Let me start off my saying that I love my children. Absolutely. No doubt about it.

I knew I wanted children by the age of 10 or 11. Or so I thought. Now I wonder whether I really wanted children, or whether it was the idea of having my own family where I could make the rules and get away from my parents that was so appealing, and that later on I saw marriage as an escape rather than a positive commitment in itself.

I also felt that my mother’s happiness depended on my support so maybe I did fall into that trap of thinking that children would make me happy. That’s a tough one.

But, I love them most sincerely and consider it my responsibility to do the best by them I can.
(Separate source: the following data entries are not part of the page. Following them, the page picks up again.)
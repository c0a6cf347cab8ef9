use std::sync::{Mutex, PoisonError};

use bytes::Bytes;

use crate::error::Result;
use crate::Storage;

/// Shared 1-based batch-index allocator.
///
/// Sessions share one numbered-file namespace, so index allocation and
/// the persist call happen under a single lock: two connections can
/// never claim the same index or interleave writes to the same target.
/// The index advances only when a batch is accepted, keeping accepted
/// indices contiguous.
#[derive(Debug)]
pub struct BatchSequence {
    next: Mutex<u64>,
}

impl BatchSequence {
    /// Start a fresh sequence at batch index 1.
    pub fn new() -> Self {
        Self {
            next: Mutex::new(1),
        }
    }

    /// Resume a sequence at an explicit next index.
    pub fn starting_at(next: u64) -> Self {
        Self {
            next: Mutex::new(next),
        }
    }

    /// Persist a batch under the next index.
    ///
    /// Returns `Some(index)` if the storage accepted it, `None` if it
    /// was rejected by policy (the index is not consumed).
    pub fn persist<S: Storage + ?Sized>(
        &self,
        storage: &S,
        lines: &[Bytes],
    ) -> Result<Option<u64>> {
        let mut next = self.next.lock().unwrap_or_else(PoisonError::into_inner);
        let index = *next;
        if storage.persist(index, lines)? {
            *next += 1;
            Ok(Some(index))
        } else {
            Ok(None)
        }
    }

    /// The index the next accepted batch will receive.
    pub fn peek(&self) -> u64 {
        *self.next.lock().unwrap_or_else(PoisonError::into_inner)
    }
}

impl Default for BatchSequence {
    fn default() -> Self {
        Self::new()
    }
}
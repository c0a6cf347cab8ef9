use std::io::{Read, Write};
use std::net::ToSocketAddrs;

use bytes::Bytes;
use linedrop_frame::{ByteReader, Frame, FrameError, FrameWriter, ResponseCode};
use linedrop_transport::{Connection, TcpSocket};
use tracing::debug;

use crate::error::{Result, SessionError};

/// The server's verdict on one uploaded batch.
#[derive(Debug, Clone, Copy, PartialEq, Eq)]
pub enum UploadOutcome {
    /// The batch was accepted and persisted.
    Accepted,
    /// The batch was rejected by the server's storage policy.
    Rejected,
}

/// Client side of one upload session.
///
/// Drives the sequence `Idle → send header → send lines → await
/// response → Idle`, repeated per batch, and ends with the sentinel
/// exchange in [`finish`](Self::finish). Exchanges are strictly
/// alternating: the next frame goes out only after the previous
/// response arrived.
pub struct ClientSession<R, W> {
    reader: ByteReader<R>,
    writer: FrameWriter<W>,
    closed: bool,
}

/// Connect to a listening peer and start a session over the connection.
pub fn connect(
    addr: impl ToSocketAddrs + std::fmt::Debug,
) -> Result<ClientSession<Connection, Connection>> {
    let stream = TcpSocket::connect(addr)?;
    let reader_half = stream.try_clone()?;
    Ok(ClientSession::from_parts(reader_half, stream))
}

impl<R: Read, W: Write> ClientSession<R, W> {
    /// Build a session from a read half and a write half of one
    /// duplex connection.
    pub fn from_parts(reader: R, writer: W) -> Self {
        Self {
            reader: ByteReader::new(reader),
            writer: FrameWriter::new(writer),
            closed: false,
        }
    }

    /// Upload one batch of lines and block for the server's verdict.
    ///
    /// An empty batch is refused locally: the zero line count is the
    /// session-termination sentinel and is only ever sent by
    /// [`finish`](Self::finish).
    ///
    /// A response byte outside `{A, R}` is reported as
    /// [`SessionError::UnexpectedResponse`]; the session stays usable,
    /// the caller decides whether to try another batch.
    pub fn upload(&mut self, lines: Vec<Bytes>) -> Result<UploadOutcome> {
        if self.closed {
            return Err(SessionError::Closed);
        }
        if lines.is_empty() {
            return Err(SessionError::EmptyUpload);
        }

        let frame = Frame::new(lines)?;
        debug!(lines = frame.line_count(), "uploading batch");

        if let Err(err) = self.writer.write_frame(&frame) {
            self.closed = true;
            return Err(err.into());
        }

        match self.await_response()? {
            b'A' => Ok(UploadOutcome::Accepted),
            b'R' => Ok(UploadOutcome::Rejected),
            byte => Err(SessionError::UnexpectedResponse { byte }),
        }
    }

    /// Terminate the session: send the sentinel frame and block for
    /// the server's `Q`.
    ///
    /// Any other byte is reported as `UnexpectedResponse`; either way
    /// the session is consumed and the transport closes when the
    /// halves drop.
    pub fn finish(mut self) -> Result<()> {
        if self.closed {
            return Err(SessionError::Closed);
        }

        self.writer.write_terminator().map_err(|err| {
            self.closed = true;
            SessionError::from(err)
        })?;

        let byte = self.await_response()?;
        self.closed = true;
        if byte == ResponseCode::Quit.as_byte() {
            debug!("session terminated cleanly");
            Ok(())
        } else {
            Err(SessionError::UnexpectedResponse { byte })
        }
    }

    /// Block for exactly one response byte.
    ///
    /// The peer closing here is fatal: the session's frame went out
    /// but was never acknowledged.
    fn await_response(&mut self) -> Result<u8> {
        match self.reader.read_byte() {
            Ok(byte) => Ok(byte),
            Err(FrameError::ConnectionClosed) => {
                self.closed = true;
                Err(SessionError::Disconnected(
                    "connection closed while awaiting response".into(),
                ))
            }
            Err(err) => {
                self.closed = true;
                Err(err.into())
            }
        }
    }
}

#[cfg(test)]
mod tests {
    use std::io::Cursor;

    use super::*;

    fn session(responses: &[u8]) -> ClientSession<Cursor<Vec<u8>>, Cursor<Vec<u8>>> {
        ClientSession::from_parts(Cursor::new(responses.to_vec()), Cursor::new(Vec::new()))
    }

    fn written<R>(session: ClientSession<R, Cursor<Vec<u8>>>) -> Vec<u8> {
        session.writer.into_inner().into_inner()
    }

    #[test]
    fn upload_writes_frame_and_parses_accept() {
        let mut session = session(b"A");
        let outcome = session
            .upload(vec![Bytes::from_static(b"hello"), Bytes::new()])
            .unwrap();

        assert_eq!(outcome, UploadOutcome::Accepted);
        assert_eq!(written(session), b"\x00\x00\x00\x02hello\n\n");
    }

    #[test]
    fn upload_parses_reject_and_stays_usable() {
        let mut session = session(b"RA");

        let first = session.upload(vec![Bytes::from_static(b"x")]).unwrap();
        assert_eq!(first, UploadOutcome::Rejected);

        let second = session.upload(vec![Bytes::from_static(b"y")]).unwrap();
        assert_eq!(second, UploadOutcome::Accepted);
    }

    #[test]
    fn unexpected_response_is_reported_but_not_fatal() {
        // A 'Q' where 'A'/'R' was expected is outside the contract.
        let mut session = session(b"QA");

        let err = session
            .upload(vec![Bytes::from_static(b"x")])
            .unwrap_err();
        assert!(matches!(
            err,
            SessionError::UnexpectedResponse { byte: 0x51 }
        ));

        let outcome = session.upload(vec![Bytes::from_static(b"y")]).unwrap();
        assert_eq!(outcome, UploadOutcome::Accepted);
    }

    #[test]
    fn empty_upload_is_refused_before_any_write() {
        let mut session = session(b"");
        let err = session.upload(Vec::new()).unwrap_err();
        assert!(matches!(err, SessionError::EmptyUpload));
        assert!(written(session).is_empty());
    }

    #[test]
    fn embedded_newline_is_refused_before_any_write() {
        let mut session = session(b"");
        let err = session
            .upload(vec![Bytes::from_static(b"two\nlines")])
            .unwrap_err();
        assert!(matches!(
            err,
            SessionError::Frame(FrameError::EmbeddedNewline)
        ));
        assert!(written(session).is_empty());
    }

    #[test]
    fn peer_closing_before_response_is_fatal() {
        let mut session = session(b"");
        let err = session.upload(vec![Bytes::from_static(b"x")]).unwrap_err();
        assert!(matches!(err, SessionError::Disconnected(_)));

        let err = session.upload(vec![Bytes::from_static(b"y")]).unwrap_err();
        assert!(matches!(err, SessionError::Closed));
    }

    #[test]
    fn finish_sends_sentinel_and_expects_quit() {
        let session = session(b"Q");
        session.finish().unwrap();
    }

    #[test]
    fn finish_reports_non_quit_byte() {
        let session = session(b"A");
        let err = session.finish().unwrap_err();
        assert!(matches!(
            err,
            SessionError::UnexpectedResponse { byte: 0x41 }
        ));
    }

    #[test]
    fn finish_wire_bytes_are_the_sentinel_header() {
        let wire = std::sync::Arc::new(std::sync::Mutex::new(Vec::new()));
        let mut session =
            ClientSession::from_parts(Cursor::new(b"AQ".to_vec()), SharedWriter(wire.clone()));

        session.upload(vec![Bytes::from_static(b"hi")]).unwrap();
        session.finish().unwrap();

        let wire = wire.lock().unwrap();
        assert_eq!(&wire[..], b"\x00\x00\x00\x01hi\n\x00\x00\x00\x00");
    }

    struct SharedWriter(std::sync::Arc<std::sync::Mutex<Vec<u8>>>);

    impl Write for SharedWriter {
        fn write(&mut self, buf: &[u8]) -> std::io::Result<usize> {
            self.0.lock().unwrap().extend_from_slice(buf);
            Ok(buf.len())
        }

        fn flush(&mut self) -> std::io::Result<()> {
            Ok(())
        }
    }
}
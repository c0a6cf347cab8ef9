use std::sync::atomic::{AtomicBool, Ordering};
use std::sync::Arc;

use linedrop_session::{ServerSession, SessionError, SessionStats};
use linedrop_storage::{BatchSequence, DirStorage, StorageLimits};
use linedrop_transport::TcpSocket;
use tracing::{info, warn};

use crate::cmd::ReceiveArgs;
use crate::exit::{storage_error, transport_error, CliError, CliResult, SUCCESS};
use crate::output::{print_session, OutputFormat};

pub fn run(args: ReceiveArgs, format: OutputFormat) -> CliResult<i32> {
    let limits = StorageLimits {
        max_lines: args.max_lines,
        max_line_bytes: args.max_line_bytes,
    };
    let storage = DirStorage::with_limits(&args.dir, limits)
        .map_err(|err| storage_error("failed opening storage directory", err))?;
    let socket = TcpSocket::bind(args.addr.as_str())
        .map_err(|err| transport_error("bind failed", err))?;

    let storage = Arc::new(storage);
    let sequence = Arc::new(BatchSequence::new());

    let running = Arc::new(AtomicBool::new(true));
    install_ctrlc_handler(running.clone())?;

    let mut workers = Vec::new();
    let mut served = 0usize;

    while running.load(Ordering::SeqCst) {
        let stream = match socket.accept() {
            Ok(stream) => stream,
            Err(err) => return Err(transport_error("accept failed", err)),
        };
        let peer = stream
            .peer_addr()
            .map(|addr| addr.to_string())
            .unwrap_or_else(|_| "unknown".to_string());
        let reader_half = match stream.try_clone() {
            Ok(half) => half,
            Err(err) => return Err(transport_error("failed splitting connection", err)),
        };
        let session = ServerSession::from_parts(reader_half, stream);

        // One worker per connection; sessions share only the storage
        // target and its index allocator.
        let storage = Arc::clone(&storage);
        let sequence = Arc::clone(&sequence);
        workers.push(std::thread::spawn(move || {
            match session.run(storage.as_ref(), sequence.as_ref()) {
                Ok(stats) => {
                    print_session(&peer, stats, true, format);
                }
                Err(SessionError::Disconnected(reason)) => {
                    // The client vanished without the termination frame.
                    warn!(%peer, %reason, "session ended abnormally");
                    print_session(&peer, SessionStats::default(), false, format);
                }
                Err(err) => {
                    warn!(%peer, error = %err, "session failed");
                }
            }
        }));

        served += 1;
        if let Some(sessions) = args.sessions {
            if served >= sessions {
                break;
            }
        }
    }

    for worker in workers {
        let _ = worker.join();
    }
    info!(served, "receiver shutting down");

    Ok(SUCCESS)
}

fn install_ctrlc_handler(running: Arc<AtomicBool>) -> CliResult<()> {
    ctrlc::set_handler(move || {
        running.store(false, Ordering::SeqCst);
    })
    .map_err(|err| {
        CliError::new(
            crate::exit::INTERNAL,
            format!("signal handler setup failed: {err}"),
        )
    })
}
I still can’t accept just ‘good enough’ as a parent and I do very much struggle with guilt over all the things I don’t do for them and the opportunities I cannot provide. The fact that I may do better than my other parents, single or not, as my headteacher regularly reminds me, doesn’t actually cheer me up.

For many years my life has been dominated by my children. As, I think, it should be when you make that commitment. I breast fed all four, up to 21 months which I think combined to a total of 6 years. I never used a dummy (believe the Americans call it a pacifier) or fed them out of a bottle. I didn’t leave them to cry and would often lie down with them to get them asleep and start dozing myself. I have to say that although that meant a lot of disturbed nights for the first two years of their lives I quickly got to the point where they were good at sleeping and they never wake up now and never try climbing into bed with me unlike some of their peers. So I feel the sacrifice of sleep in those early years was worth it. They even let me have a good lie in on a Sunday morning which I treasure.

For maybe ten years, with interruption,s happiness depended on getting enough sleep. I also got divorced and moved several times and did lots of other things. But my life was and still is centred around the children. I worry that they have no other adults who are close to them, let alone to provide them with a male role model. On the other hand they no longer hear arguments, shouting, and stressed silences and we are a stable family unit. I also worry about what happens if I die, and who I could ask to take them on. I usually reach the conclusion that I should just be careful not to fall under a bus.

In many ways I define myself by my children. I follow academic years rather than starting a new year in January. I’m having a good holiday if they are. I’m enjoying peace and quiet if they are happy being involved in something. If they get enthused about something, so do I.

Last year my mood has been incredibly volatile since 2son stopped going to school. If I had put effort into him and got nowhere I would be frustrated and miserable. If he had got up or said something positive I would feel good. If I’d heard good news from one of the support services I would feel buoyant, if bad news I would slump. My mood did not depend on what I was doing or feeling, but what he was.

I need to detach my emotions from being so intertwined with that of my children, especially 2son. Hiding behind him last year has stopped me doing things and making progress in my own life; but it’s also stopped me feeling the emotions that I want to and need to as my emotions get subsumed by his.

I have to make progress with my life. I have to learn to do things that make me feel good and positive irrespective of what mood my children are in. I have to relearn being an independent individual who can be happy if she wants to. Otherwise I haven’t learnt anything from my mother’s example.